Aim of the exercise ->
Search the material below for lines containing the string "catalog", and copy every one you find.
___ Source data
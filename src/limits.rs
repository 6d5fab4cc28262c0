/// Requests accepted by one `make_allocations` call.
pub const MAX_BATCH_SIZE: usize = 1000;

/// Tables a catalog may hold.
pub const MAX_RESOURCES: usize = 1024;

/// Byte length of a table id.
pub const MAX_RESOURCE_ID_LEN: usize = 64;

/// Upper bound for a configured retry cap.
pub const MAX_ATTEMPTS: u32 = 16;
pub mod catalog;
pub mod compactor;
pub mod config;
pub mod engine;
pub mod limits;
pub mod model;
pub mod observability;
pub mod sql;
pub mod store;
pub mod wal;
pub mod wire;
______
Task answer ->
/// Tables a catalog may hold.
pub mod catalog;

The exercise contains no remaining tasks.